Dubito che nei confronti di mons. Bugnini – per citare un solo nome – un atteggiamento di prudente sospetto sia censurabile o carente di Carità. Al contrario: la disonestà dell’autore del Novus Ordo nel perseguire i suoi scopi, la sua adesione alla Massoneria e le sue stesse ammissioni nei suoi diari dati alla Stampa dimostrano che le misure prese da Paolo VI nei suoi confronti furono fin troppo indulgenti e inefficaci, poiché tutto ciò che fece nelle Commissioni conciliari e nella Congregazione dei Riti rimase intatto e, nonostante ciò, divenne parte integrante degli Acta Concilii e delle relative riforme. Così l’ermeneutica del sospetto è ben accetta se serve a dimostrare che ci sono valide ragioni per il sospetto e che questi sospetti spesso si concretizzano nella certezza di una frode intenzionale.

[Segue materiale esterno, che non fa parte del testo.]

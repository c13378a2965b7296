use async_trait::async_trait;
use model::{
    location::{FuelType, Location, LocationKind, RegionType, User},
    WithId,
};
use price_tracking::database::{LocationRepo, Result};
use sqlx::prelude::FromRow;
use utility::id::Id;

use crate::{
    invalid_row,
    queries::location::{count_for_user, delete, get, get_all, get_for_user, insert},
    PgDatabaseAutocommit, PgDatabaseTransaction,
};

#[derive(Debug, Clone, FromRow)]
pub struct LocationRow {
    pub id: i64,
    pub user_id: i64,
    pub name: String,
    pub latitude: Option<f64>,
    pub longitude: Option<f64>,
    pub region_code: Option<i32>,
    pub region_type: Option<String>,
    pub fuel_type: String,
}

impl LocationRow {
    /// Rehydrates the address/region sum type from the nullable columns.
    /// The CHECK constraint keeps invalid combinations out of the table, so
    /// hitting one here means the row was tampered with.
    pub fn to_model(self) -> Result<WithId<Location>> {
        let kind = match (
            self.latitude,
            self.longitude,
            self.region_code,
            self.region_type.as_deref(),
        ) {
            (Some(latitude), Some(longitude), None, None) => {
                LocationKind::Address {
                    latitude,
                    longitude,
                }
            }
            (None, None, Some(code), Some(region_type)) => LocationKind::Region {
                code,
                region_type: RegionType::from_code(region_type).ok_or_else(
                    || {
                        invalid_row(format!(
                            "location {} has unknown region type {:?}",
                            self.id, region_type
                        ))
                    },
                )?,
            },
            _ => {
                return Err(invalid_row(format!(
                    "location {} mixes address and region fields",
                    self.id
                )))
            }
        };

        let fuel_type = FuelType::from_code(&self.fuel_type).ok_or_else(|| {
            invalid_row(format!(
                "location {} has unknown fuel type {:?}",
                self.id, self.fuel_type
            ))
        })?;

        Ok(WithId::new(
            Id::new(self.id),
            Location {
                name: self.name,
                kind,
                fuel_type,
                user: Id::new(self.user_id),
            },
        ))
    }
}

#[async_trait]
impl LocationRepo for PgDatabaseAutocommit {
    async fn get_location(
        &mut self,
        id: Id<Location>,
    ) -> Result<WithId<Location>> {
        get(&self.pool, id).await
    }

    async fn get_all_locations(&mut self) -> Result<Vec<WithId<Location>>> {
        get_all(&self.pool).await
    }

    async fn get_locations_for_user(
        &mut self,
        user: Id<User>,
    ) -> Result<Vec<WithId<Location>>> {
        get_for_user(&self.pool, user).await
    }

    async fn count_locations_for_user(&mut self, user: Id<User>) -> Result<u64> {
        count_for_user(&self.pool, user).await
    }

    async fn insert_location(
        &mut self,
        location: Location,
    ) -> Result<WithId<Location>> {
        insert(&self.pool, location).await
    }

    async fn delete_location(&mut self, id: Id<Location>) -> Result<()> {
        delete(&self.pool, id).await
    }
}

#[async_trait]
impl<'a> LocationRepo for PgDatabaseTransaction<'a> {
    async fn get_location(
        &mut self,
        id: Id<Location>,
    ) -> Result<WithId<Location>> {
        get(&mut *self.tx, id).await
    }

    async fn get_all_locations(&mut self) -> Result<Vec<WithId<Location>>> {
        get_all(&mut *self.tx).await
    }

    async fn get_locations_for_user(
        &mut self,
        user: Id<User>,
    ) -> Result<Vec<WithId<Location>>> {
        get_for_user(&mut *self.tx, user).await
    }

    async fn count_locations_for_user(&mut self, user: Id<User>) -> Result<u64> {
        count_for_user(&mut *self.tx, user).await
    }

    async fn insert_location(
        &mut self,
        location: Location,
    ) -> Result<WithId<Location>> {
        insert(&mut *self.tx, location).await
    }

    async fn delete_location(&mut self, id: Id<Location>) -> Result<()> {
        delete(&mut *self.tx, id).await
    }
}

Torniamo ora al Vaticano II, per dimostrare la trappola in cui sono caduti i buoni Pastori, indotti in errore insieme al loro gregge da un’astutissima opera di inganno da parte di persone notoriamente infettate dal modernismo e non raramente anche ingannate nella loro stessa condotta morale. Come ho scritto sopra, la truffa consiste nel ricorrere a un Concilio come contenitore di una manovra sovversiva, e nell’utilizzare l’autorità della Chiesa per imporre la rivoluzione dottrinale, morale, liturgica e spirituale che è ontologicamente contraria allo scopo per cui il Concilio è stato chiamato e la sua autorità magisteriale è stata esercitata. Ripeto: l’etichetta “Concilio” apposta sulla confezione non ne riflette il contenuto.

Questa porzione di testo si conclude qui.